An interesting big school ‘sleeper’ is Xavier Fulton (6-4, 302, 4.91) out of Illinois. A tremendous athlete with exceptional speed for the position, Xavier played left tackle for little more than a year; previously he was a defensive end. He’s not yet strong or experienced enough to start; in fact he is at least two years of good coaching and weight room work before being able to start. But he has athletic ability rarely found at his size and could be a prototypical left tackle if he works and studies hard and is diligent in the weight room. A boom or bust pick, I expect another team may grab him higher than the Steelers would be willing to, but he is intriguing and if he can translate his potential into production he could be a regular at the Pro Bowl. A third- to fifth-round pick perhaps.

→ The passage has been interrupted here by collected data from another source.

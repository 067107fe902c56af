//! The existing-files resolver.
//!
//! Ties together candidate expansion, template evaluation and
//! context-relative lookup: terms go in, the absolute paths of the
//! combinations that actually exist come out, in candidate order.

use std::fs;
use std::io;
use std::path::{Path, PathBuf};

use crate::context::RelativeLookup;
use crate::error::{Error, Result};
use crate::expand::expand;
use crate::template::TemplateEvaluator;
use crate::term::Term;

/// Outcome of templating a single candidate.
///
/// An undefined variable is not an error at this level; it marks the
/// candidate for a silent skip.
#[derive(Debug, Clone, PartialEq, Eq)]
enum Rendering {
    Rendered(String),
    Skipped { name: String },
}

/// Resolves term lists to the existing files they name.
///
/// The resolver is generic over its two collaborators: a
/// [`TemplateEvaluator`] for rendering embedded variable expressions and
/// a [`RelativeLookup`] for mapping relative names to the caller's
/// location. Resolution is synchronous, read-only and idempotent for a
/// given filesystem state.
///
/// # Examples
///
/// ```no_run
/// use scout::{DirChain, Resolver, Term, VarTable};
/// use std::path::Path;
///
/// let vars = VarTable::new().with_var("distro", "debian");
/// let chain = DirChain::new().with_dir(Path::new("vars")).unwrap();
/// let resolver = Resolver::new(vars, chain);
///
/// let terms = vec![Term::from("{{ distro }}.yml"), Term::from("default.yml")];
/// for path in resolver.resolve(&terms).unwrap() {
///     println!("{}", path.display());
/// }
/// ```
#[derive(Debug)]
pub struct Resolver<E, L> {
    evaluator: E,
    lookup: L,
}

impl<E: TemplateEvaluator, L: RelativeLookup> Resolver<E, L> {
    /// Create a resolver from its two collaborators.
    pub fn new(evaluator: E, lookup: L) -> Self {
        Self { evaluator, lookup }
    }

    /// Resolve a term list to the existing files it names.
    ///
    /// Candidates are processed in expansion order. A candidate whose
    /// templated form references an undefined variable is skipped
    /// silently. A candidate that evaluates to an absolute existing path
    /// is recorded as-is; otherwise it is resolved relative to context
    /// and recorded if the result exists. Candidates matching neither are
    /// dropped without error.
    ///
    /// The returned sequence preserves candidate order and may contain
    /// duplicates; it is never deduplicated or reordered.
    ///
    /// # Errors
    ///
    /// Returns an error on any template failure other than an undefined
    /// variable, and on any filesystem error other than plain
    /// not-found.
    pub fn resolve(&self, terms: &[Term]) -> Result<Vec<PathBuf>> {
        let mut found = Vec::new();

        for candidate in expand(terms) {
            let rendered = match self.render(&candidate)? {
                Rendering::Rendered(rendered) => rendered,
                Rendering::Skipped { name } => {
                    log::debug!("skipping candidate '{candidate}': variable '{name}' is undefined");
                    continue;
                }
            };

            let path = Path::new(&rendered);
            if path.is_absolute() && path_exists(path)? {
                found.push(path.to_path_buf());
                continue;
            }

            let resolved = self.lookup.resolve_relative(&rendered);
            if path_exists(&resolved)? {
                found.push(resolved);
            }
        }

        Ok(found)
    }

    fn render(&self, raw: &str) -> Result<Rendering> {
        match self.evaluator.evaluate(raw) {
            Ok(rendered) => Ok(Rendering::Rendered(rendered)),
            Err(Error::UndefinedVariable { name }) => Ok(Rendering::Skipped { name }),
            Err(other) => Err(other),
        }
    }
}

/// Check whether a path exists, distinguishing "not found" from real
/// filesystem failures.
fn path_exists(path: &Path) -> Result<bool> {
    match fs::metadata(path) {
        Ok(_) => Ok(true),
        Err(e) if e.kind() == io::ErrorKind::NotFound => Ok(false),
        Err(e) => Err(Error::Io(e)),
    }
}

#[cfg(test)]
mod tests {
    use super::*;
    use crate::context::DirChain;
    use crate::template::VarTable;
    use mockall::mock;
    use std::fs::File;
    use tempfile::TempDir;

    mock! {
        Evaluator {}
        impl TemplateEvaluator for Evaluator {
            fn evaluate(&self, raw: &str) -> Result<String>;
        }
    }

    mock! {
        Lookup {}
        impl RelativeLookup for Lookup {
            fn resolve_relative(&self, name: &str) -> PathBuf;
        }
    }

    fn touch(dir: &TempDir, name: &str) -> PathBuf {
        let path = dir.path().join(name);
        File::create(&path).unwrap();
        path
    }

    #[test]
    fn test_absolute_existing_path_recorded_without_lookup() {
        let dir = TempDir::new().unwrap();
        let existing = touch(&dir, "present.yml");

        let mut lookup = MockLookup::new();
        lookup.expect_resolve_relative().never();

        let resolver = Resolver::new(VarTable::new(), lookup);
        let terms = vec![Term::from(existing.to_str().unwrap())];
        assert_eq!(resolver.resolve(&terms).unwrap(), vec![existing]);
    }

    #[test]
    fn test_relative_candidate_goes_through_lookup() {
        let dir = TempDir::new().unwrap();
        let existing = touch(&dir, "found.yml");

        let mut lookup = MockLookup::new();
        let resolved = existing.clone();
        lookup
            .expect_resolve_relative()
            .withf(|name| name == "found.yml")
            .return_once(move |_| resolved);

        let resolver = Resolver::new(VarTable::new(), lookup);
        let terms = vec![Term::from("found.yml")];
        assert_eq!(resolver.resolve(&terms).unwrap(), vec![existing]);
    }

    #[test]
    fn test_missing_candidate_dropped_silently() {
        let dir = TempDir::new().unwrap();

        let resolver = Resolver::new(
            VarTable::new(),
            DirChain::new().with_dir(dir.path()).unwrap(),
        );
        let terms = vec![Term::from("absent.yml")];
        assert!(resolver.resolve(&terms).unwrap().is_empty());
    }

    #[test]
    fn test_undefined_variable_skips_and_continues() {
        let dir = TempDir::new().unwrap();
        let existing = touch(&dir, "after.yml");

        let resolver = Resolver::new(
            VarTable::new(),
            DirChain::new().with_dir(dir.path()).unwrap(),
        );
        let terms = vec![Term::from("{{ missing }}.yml"), Term::from("after.yml")];
        assert_eq!(resolver.resolve(&terms).unwrap(), vec![existing]);
    }

    #[test]
    fn test_other_template_errors_propagate() {
        let mut evaluator = MockEvaluator::new();
        evaluator.expect_evaluate().return_once(|_| {
            Err(Error::Template {
                message: "boom".to_string(),
            })
        });

        let mut lookup = MockLookup::new();
        lookup.expect_resolve_relative().never();

        let resolver = Resolver::new(evaluator, lookup);
        let result = resolver.resolve(&[Term::from("anything")]);
        assert!(matches!(result, Err(Error::Template { .. })));
    }

    #[test]
    fn test_candidates_evaluated_in_order() {
        let dir = TempDir::new().unwrap();
        let first = touch(&dir, "a.yml");
        let second = touch(&dir, "b.yml");

        let resolver = Resolver::new(
            VarTable::new(),
            DirChain::new().with_dir(dir.path()).unwrap(),
        );
        let terms = vec![Term::from("b.yml"), Term::from("a.yml")];
        assert_eq!(resolver.resolve(&terms).unwrap(), vec![second, first]);
    }

    #[test]
    fn test_duplicate_candidates_yield_duplicate_results() {
        let dir = TempDir::new().unwrap();
        let existing = touch(&dir, "dup.yml");

        let resolver = Resolver::new(
            VarTable::new(),
            DirChain::new().with_dir(dir.path()).unwrap(),
        );
        let terms = vec![Term::from("dup.yml"), Term::from("dup.yml")];
        assert_eq!(
            resolver.resolve(&terms).unwrap(),
            vec![existing.clone(), existing]
        );
    }

    #[test]
    fn test_templated_candidate_resolves() {
        let dir = TempDir::new().unwrap();
        let existing = touch(&dir, "debian.yml");

        let resolver = Resolver::new(
            VarTable::new().with_var("distro", "debian"),
            DirChain::new().with_dir(dir.path()).unwrap(),
        );
        let terms = vec![Term::from("{{ distro }}.yml")];
        assert_eq!(resolver.resolve(&terms).unwrap(), vec![existing]);
    }

    #[test]
    fn test_filesystem_errors_other_than_not_found_propagate() {
        let dir = TempDir::new().unwrap();
        let plain = touch(&dir, "plain.yml");
        // Using an existing file as a directory component fails with
        // something other than not-found (ENOTDIR on Unix).
        let bogus = plain.join("child.yml");

        let mut lookup = MockLookup::new();
        lookup.expect_resolve_relative().never();

        let resolver = Resolver::new(VarTable::new(), lookup);
        let terms = vec![Term::from(bogus.to_str().unwrap())];
        assert!(matches!(resolver.resolve(&terms), Err(Error::Io(_))));
    }

    #[test]
    fn test_absolute_nonexistent_path_dropped() {
        let dir = TempDir::new().unwrap();
        let absent = dir.path().join("never.yml");

        let resolver = Resolver::new(VarTable::new(), DirChain::new());
        let terms = vec![Term::from(absent.to_str().unwrap())];
        assert!(resolver.resolve(&terms).unwrap().is_empty());
    }
}
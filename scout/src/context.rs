//! Context-relative path lookup.
//!
//! Relative candidates are resolved against the caller's location: the
//! directory of the current task first, then up the containing
//! role/play/include chain. The resolver talks to this collaborator
//! through the [`RelativeLookup`] trait; [`DirChain`] is the bundled
//! implementation over an ordered list of search directories.

use std::path::{Path, PathBuf};

use crate::error::Result;
use crate::path::normalize;

/// Maps a relative candidate name to a best-effort absolute path.
pub trait RelativeLookup {
    /// Resolve `name` against the calling location.
    ///
    /// Walks the location chain until a match is found; when the chain is
    /// exhausted a best-effort path is still returned. Existence is the
    /// caller's concern, not this method's.
    fn resolve_relative(&self, name: &str) -> PathBuf;
}

/// An ordered chain of search directories, most specific first.
///
/// Directories are normalized to absolute form when added. Lookup walks
/// the chain in order and returns the first join that exists on disk,
/// falling back to the join against the most specific directory (or a
/// normalization against the current directory when the chain is empty).
///
/// # Examples
///
/// ```no_run
/// use scout::{DirChain, RelativeLookup};
/// use std::path::Path;
///
/// let chain = DirChain::new()
///     .with_dir(Path::new("roles/web/vars"))
///     .unwrap()
///     .with_dir(Path::new("vars"))
///     .unwrap();
///
/// let resolved = chain.resolve_relative("debian.yml");
/// assert!(resolved.is_absolute());
/// ```
#[derive(Debug, Clone, Default)]
pub struct DirChain {
    dirs: Vec<PathBuf>,
}

impl DirChain {
    /// Create an empty chain.
    ///
    /// With no directories, lookups fall back to the current directory.
    #[must_use]
    pub fn new() -> Self {
        Self::default()
    }

    /// Append a search directory, consuming and returning the chain.
    ///
    /// Directories are searched in insertion order, so add the most
    /// specific location first.
    ///
    /// # Errors
    ///
    /// Returns an error if the directory path cannot be normalized.
    pub fn with_dir(mut self, dir: &Path) -> Result<Self> {
        self.push_dir(dir)?;
        Ok(self)
    }

    /// Append a search directory.
    ///
    /// # Errors
    ///
    /// Returns an error if the directory path cannot be normalized.
    pub fn push_dir(&mut self, dir: &Path) -> Result<()> {
        self.dirs.push(normalize(dir)?);
        Ok(())
    }

    /// The normalized search directories, in lookup order.
    #[must_use]
    pub fn dirs(&self) -> &[PathBuf] {
        &self.dirs
    }

    /// Check whether the chain holds no directories.
    #[must_use]
    pub fn is_empty(&self) -> bool {
        self.dirs.is_empty()
    }
}

impl RelativeLookup for DirChain {
    fn resolve_relative(&self, name: &str) -> PathBuf {
        let requested = Path::new(name);
        if requested.is_absolute() {
            return requested.to_path_buf();
        }

        for dir in &self.dirs {
            let candidate = dir.join(requested);
            if candidate.exists() {
                return candidate;
            }
        }

        // Best effort: the most specific location, or the current
        // directory when the chain is empty.
        match self.dirs.first() {
            Some(dir) => dir.join(requested),
            None => normalize(requested).unwrap_or_else(|_| requested.to_path_buf()),
        }
    }
}

#[cfg(test)]
mod tests {
    use super::*;
    use std::fs;
    use tempfile::TempDir;

    fn touch(dir: &Path, name: &str) -> PathBuf {
        let path = dir.join(name);
        fs::write(&path, b"").unwrap();
        path
    }

    #[test]
    fn test_absolute_name_returned_unchanged() {
        let chain = DirChain::new();
        assert_eq!(
            chain.resolve_relative("/etc/hosts"),
            PathBuf::from("/etc/hosts")
        );
    }

    #[test]
    fn test_first_matching_directory_wins() {
        let specific = TempDir::new().unwrap();
        let general = TempDir::new().unwrap();
        touch(specific.path(), "config.yml");
        touch(general.path(), "config.yml");

        let chain = DirChain::new()
            .with_dir(specific.path())
            .unwrap()
            .with_dir(general.path())
            .unwrap();

        let resolved = chain.resolve_relative("config.yml");
        assert_eq!(resolved, specific.path().join("config.yml"));
    }

    #[test]
    fn test_walks_up_the_chain() {
        let specific = TempDir::new().unwrap();
        let general = TempDir::new().unwrap();
        let expected = touch(general.path(), "only-here.yml");

        let chain = DirChain::new()
            .with_dir(specific.path())
            .unwrap()
            .with_dir(general.path())
            .unwrap();

        assert_eq!(chain.resolve_relative("only-here.yml"), expected);
    }

    #[test]
    fn test_no_match_falls_back_to_most_specific() {
        let specific = TempDir::new().unwrap();
        let general = TempDir::new().unwrap();

        let chain = DirChain::new()
            .with_dir(specific.path())
            .unwrap()
            .with_dir(general.path())
            .unwrap();

        let resolved = chain.resolve_relative("missing.yml");
        assert_eq!(resolved, specific.path().join("missing.yml"));
    }

    #[test]
    fn test_empty_chain_falls_back_to_current_dir() {
        let chain = DirChain::new();
        assert!(chain.is_empty());

        let resolved = chain.resolve_relative("missing.yml");
        assert!(resolved.is_absolute());
        assert!(resolved.ends_with("missing.yml"));
    }

    #[test]
    fn test_dirs_are_normalized_on_insertion() {
        let dir = TempDir::new().unwrap();
        let dotted = dir.path().join("sub").join("..");
        fs::create_dir(dir.path().join("sub")).unwrap();

        let chain = DirChain::new().with_dir(&dotted).unwrap();
        assert_eq!(chain.dirs(), [dir.path().to_path_buf()]);
    }
}
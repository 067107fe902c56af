//! Utility functions shared across CLI commands.

use clap::ValueEnum;

use crate::error::CliError;

/// Global CLI options shared across all commands.
#[derive(Debug, Clone)]
pub struct GlobalOptions {
    /// Enable verbose output.
    pub verbose: bool,

    /// Suppress non-essential output.
    pub quiet: bool,
}

/// Output format for command results.
#[derive(Debug, Clone, Copy, PartialEq, Eq, ValueEnum)]
pub enum OutputFormat {
    /// One path per line.
    Text,
    /// A JSON array of paths.
    Json,
}

/// Split a `NAME=VALUE` variable binding.
pub fn parse_var(binding: &str) -> Result<(&str, &str), CliError> {
    match binding.split_once('=') {
        Some((name, value)) if !name.trim().is_empty() => Ok((name.trim(), value)),
        _ => Err(CliError::InvalidArguments(format!(
            "expected NAME=VALUE, got '{binding}'"
        ))),
    }
}

/// Render a list of strings in the requested format.
pub fn format_lines(lines: &[String], format: OutputFormat) -> Result<String, CliError> {
    match format {
        OutputFormat::Text => Ok(lines.join("\n")),
        OutputFormat::Json => {
            serde_json::to_string_pretty(lines).map_err(|e| CliError::Config(e.to_string()))
        }
    }
}
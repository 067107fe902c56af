//! CLI command implementations.

mod expand;
mod resolve;

pub use expand::ExpandCommand;
pub use resolve::ResolveCommand;
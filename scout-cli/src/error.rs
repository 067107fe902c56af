//! CLI-specific error types with exit codes.
//!
//! This module defines error types specific to the CLI layer, wrapping
//! library errors and providing appropriate exit codes.

use std::fmt;
use scout::Error as LibError;

/// CLI-specific error type with exit code mapping.
#[derive(Debug)]
pub enum CliError {
    /// Library error (wrapped).
    Library(LibError),

    /// Invalid command-line arguments.
    InvalidArguments(String),

    /// I/O error.
    Io(std::io::Error),

    /// Configuration error (e.g., an unparseable terms file).
    Config(String),

    /// No files were found and --strict was requested.
    NoMatches,
}

impl CliError {
    /// Get the appropriate exit code for this error.
    ///
    /// Exit codes:
    /// - 0: Success (not an error)
    /// - 1: Semantic failure (nothing found under --strict)
    /// - 4: Invalid arguments
    /// - 5: I/O error
    /// - 6: Other library error
    /// - 7: Configuration error
    pub fn exit_code(&self) -> i32 {
        match self {
            CliError::NoMatches => 1,
            CliError::InvalidArguments(_) => 4,
            CliError::Io(_) => 5,
            CliError::Library(_) => 6,
            CliError::Config(_) => 7,
        }
    }
}

impl fmt::Display for CliError {
    fn fmt(&self, f: &mut fmt::Formatter<'_>) -> fmt::Result {
        match self {
            CliError::Library(e) => write!(f, "{e}"),
            CliError::InvalidArguments(msg) => write!(f, "Invalid arguments: {msg}"),
            CliError::Io(e) => write!(f, "I/O error: {e}"),
            CliError::Config(msg) => write!(f, "Configuration error: {msg}"),
            CliError::NoMatches => write!(f, "No existing files found"),
        }
    }
}

impl std::error::Error for CliError {
    fn source(&self) -> Option<&(dyn std::error::Error + 'static)> {
        match self {
            CliError::Library(e) => Some(e),
            CliError::Io(e) => Some(e),
            _ => None,
        }
    }
}

impl From<LibError> for CliError {
    fn from(e: LibError) -> Self {
        // Route errors to the exit codes callers script against.
        match e {
            LibError::Io(io_err) => CliError::Io(io_err),
            parse @ LibError::TermsFile { .. } => CliError::Config(parse.to_string()),
            other => CliError::Library(other),
        }
    }
}

impl From<std::io::Error> for CliError {
    fn from(e: std::io::Error) -> Self {
        CliError::Io(e)
    }
}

T. J. Lang (6-5, 305, 5.21) of Eastern Michigan lacks Fulton’s inherent athleticism, and has only faced small school competition, but he brings the heat and leaves everything he has on the field. Lang has the height and arm length to play right tackle, but not the feet to play on the left side. While it is unclear how high his ceiling is, his dedication makes him the kind of player one wants on the roster, both for his character and his ability to play multiple O-line positions. He’s believed to be a fourth- to sixth-round pick.

Meanwhile, Andy Levitre (6-3, 305, 5.29) of Oregon State is a left tackle who has everything but power. He makes line calls, has excellent technique in pass blocking and in run blocking, has short area quickness and setup, and is adept at pulling and nailing second level defenders. Moreover, most evaluators feel he is versatile and athletic enough to play all five offensive line positions. Yet he doesn’t bring a lot of thump, something that is more critical in the AFC North than in some other divisions. A fine football player, but the Steelers’ offensive line coaches will have to make the final determination on whether his skills suit Pittsburgh’s scheme or if he would be better off in a zone (read finesse) scheme. A second- or third-round prospect, but in what system does he fit?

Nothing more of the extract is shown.